• [TO DO]: When a line in the listing below contains the word "NULL", return a copy of that line.

• [DATA FOR PROCESSING]:
//! Relational metadata store — the Codebase row, persisted in Postgres via
//! `sqlx`. The durable workflow runtime treats `update_codebase_status` as
//! an activity; here it's one more method on the repository the
//! orchestrator calls directly.

use sqlx::postgres::PgPoolOptions;
use sqlx::{PgPool, Row};
use uuid::Uuid;

use crate::error::AppError;
use crate::model::{Codebase, CodebaseStatus, SourceKind};

pub struct CodebaseRepository {
    pool: PgPool,
}

impl CodebaseRepository {
    pub async fn connect(database_url: &str) -> Result<Self, AppError> {
        let pool = PgPoolOptions::new()
            .max_connections(10)
            .connect(database_url)
            .await
            .map_err(|e| AppError::ExternalService { service: "postgres", message: e.to_string() })?;
        Ok(CodebaseRepository { pool })
    }

    pub async fn migrate(&self) -> Result<(), AppError> {
        sqlx::query(
            r#"
            CREATE TABLE IF NOT EXISTS codebases (
                id UUID PRIMARY KEY,
                name TEXT NOT NULL,
                description TEXT,
                source_kind TEXT NOT NULL,
                source_locator TEXT,
                status TEXT NOT NULL,
                total_files INTEGER NOT NULL DEFAULT 0,
                processed_files INTEGER NOT NULL DEFAULT 0,
                primary_language TEXT,
                languages TEXT[] NOT NULL DEFAULT '{}',
                size_bytes BIGINT NOT NULL DEFAULT 0,
                error_message TEXT,
                workflow_id TEXT NOT NULL,
                secrets_detected INTEGER NOT NULL DEFAULT 0,
                created_at TIMESTAMPTZ NOT NULL,
                updated_at TIMESTAMPTZ NOT NULL,
                storage_path TEXT
            )
            "#,
        )
        .execute(&self.pool)
        .await
        .map_err(|e| AppError::ExternalService { service: "postgres", message: e.to_string() })?;
        Ok(())
    }

    pub async fn insert(&self, codebase: &Codebase) -> Result<(), AppError> {
        sqlx::query(
            r#"
            INSERT INTO codebases
                (id, name, description, source_kind, source_locator, status,
                 total_files, processed_files, primary_language, languages,
                 size_bytes, error_message, workflow_id, secrets_detected,
                 created_at, updated_at, storage_path)
            VALUES ($1, $2, $3, $4, $5, $6, $7, $8, $9, $10, $11, $12, $13, $14, $15, $16, $17)
            "#,
        )
        .bind(codebase.id)
        .bind(&codebase.name)
        .bind(&codebase.description)
        .bind(source_kind_str(codebase.source_kind))
        .bind(&codebase.source_locator)
        .bind(status_str(codebase.status))
        .bind(codebase.total_files as i32)
        .bind(codebase.processed_files as i32)
        .bind(&codebase.primary_language)
        .bind(&codebase.languages)
        .bind(codebase.size_bytes as i64)
        .bind(&codebase.error_message)
        .bind(&codebase.workflow_id)
        .bind(codebase.secrets_detected as i32)
        .bind(codebase.created_at)
        .bind(codebase.updated_at)
        .bind(&codebase.storage_path)
        .execute(&self.pool)
        .await
        .map_err(|e| AppError::ExternalService { service: "postgres", message: e.to_string() })?;
        Ok(())
    }

    pub async fn get(&self, id: Uuid) -> Result<Option<Codebase>, AppError> {
        let row = sqlx::query("SELECT * FROM codebases WHERE id = $1")
            .bind(id)
            .fetch_optional(&self.pool)
            .await
            .map_err(|e| AppError::ExternalService { service: "postgres", message: e.to_string() })?;
        Ok(row.map(|r| row_to_codebase(&r)))
    }

    pub async fn list(&self, page: u32, limit: u32) -> Result<(Vec<Codebase>, u64), AppError> {
        let offset = (page.saturating_sub(1) as i64) * limit as i64;
        let rows = sqlx::query("SELECT * FROM codebases ORDER BY created_at DESC LIMIT $1 OFFSET $2")
            .bind(limit as i64)
            .bind(offset)
            .fetch_all(&self.pool)
            .await
            .map_err(|e| AppError::ExternalService { service: "postgres", message: e.to_string() })?;
        let total: i64 = sqlx::query_scalar("SELECT COUNT(*) FROM codebases")
            .fetch_one(&self.pool)
            .await
            .map_err(|e| AppError::ExternalService { service: "postgres", message: e.to_string() })?;
        Ok((rows.iter().map(row_to_codebase).collect(), total as u64))
    }

    /// Mirrors workflow status into the Codebase row; called on every stage
    /// transition.
    pub async fn update_codebase_status(
        &self,
        id: Uuid,
        status: CodebaseStatus,
        processed_files: u32,
        total_files: u32,
        error_message: Option<&str>,
    ) -> Result<(), AppError> {
        sqlx::query(
            r#"
            UPDATE codebases
            SET status = $2, processed_files = $3, total_files = $4,
                error_message = $5, updated_at = now()
            WHERE id = $1
            "#,
        )
        .bind(id)
        .bind(status_str(status))
        .bind(processed_files as i32)
        .bind(total_files as i32)
        .bind(error_message)
        .execute(&self.pool)
        .await
        .map_err(|e| AppError::ExternalService { service: "postgres", message: e.to_string() })?;
        Ok(())
    }

    pub async fn update_languages_and_secrets(
        &self,
        id: Uuid,
        primary_language: Option<&str>,
        languages: &[String],
        size_bytes: u64,
        secrets_detected: u32,
        storage_path: Option<&str>,
    ) -> Result<(), AppError> {
        sqlx::query(
            r#"
            UPDATE codebases
            SET primary_language = $2, languages = $3, size_bytes = $4,
                secrets_detected = $5, storage_path = $6, updated_at = now()
            WHERE id = $1
            "#,
        )
        .bind(id)
        .bind(primary_language)
        .bind(languages)
        .bind(size_bytes as i64)
        .bind(secrets_detected as i32)
        .bind(storage_path)
        .execute(&self.pool)
        .await
        .map_err(|e| AppError::ExternalService { service: "postgres", message: e.to_string() })?;
        Ok(())
    }

    /// Cascading delete target for the Codebase row itself — chunks,
    /// sessions, and the stored blob are removed by the caller via the
    /// vector index, session store, and filesystem respectively.
    pub async fn delete(&self, id: Uuid) -> Result<bool, AppError> {
        let result = sqlx::query("DELETE FROM codebases WHERE id = $1")
            .bind(id)
            .execute(&self.pool)
            .await
            .map_err(|e| AppError::ExternalService { service: "postgres", message: e.to_string() })?;
        Ok(result.rows_affected() > 0)
    }
}

fn source_kind_str(kind: SourceKind) -> &'static str {
    match kind {
        SourceKind::Archive => "archive",
        SourceKind::RemoteUrl => "remote-url",
    }
}

fn status_str(status: CodebaseStatus) -> &'static str {
    match status {
        CodebaseStatus::Queued => "queued",
        CodebaseStatus::Processing => "processing",
        CodebaseStatus::Completed => "completed",
        CodebaseStatus::Failed => "failed",
    }
}

fn row_to_codebase(row: &sqlx::postgres::PgRow) -> Codebase {
    let source_kind = match row.get::<String, _>("source_kind").as_str() {
        "remote-url" => SourceKind::RemoteUrl,
        _ => SourceKind::Archive,
    };
    let status = match row.get::<String, _>("status").as_str() {
        "processing" => CodebaseStatus::Processing,
        "completed" => CodebaseStatus::Completed,
        "failed" => CodebaseStatus::Failed,
        _ => CodebaseStatus::Queued,
    };
    Codebase {
        id: row.get("id"),
        name: row.get("name"),
        description: row.get("description"),
        source_kind,
        source_locator: row.get("source_locator"),
        status,
        total_files: row.get::<i32, _>("total_files") as u32,
        processed_files: row.get::<i32, _>("processed_files") as u32,
        primary_language: row.get("primary_language"),
        languages: row.get("languages"),
        size_bytes: row.get::<i64, _>("size_bytes") as u64,
        error_message: row.get("error_message"),
        workflow_id: row.get("workflow_id"),
        secrets_detected: row.get::<i32, _>("secrets_detected") as u32,
        created_at: row.get("created_at"),
        updated_at: row.get("updated_at"),
        storage_path: row.get("storage_path"),
    }
}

• [ANSWER]:
                name TEXT NOT NULL,
                source_kind TEXT NOT NULL,
                status TEXT NOT NULL,
                total_files INTEGER NOT NULL DEFAULT 0,
                processed_files INTEGER NOT NULL DEFAULT 0,
                languages TEXT[] NOT NULL DEFAULT '{}',
                size_bytes BIGINT NOT NULL DEFAULT 0,
                workflow_id TEXT NOT NULL,
                secrets_detected INTEGER NOT NULL DEFAULT 0,
                created_at TIMESTAMPTZ NOT NULL,
                updated_at TIMESTAMPTZ NOT NULL,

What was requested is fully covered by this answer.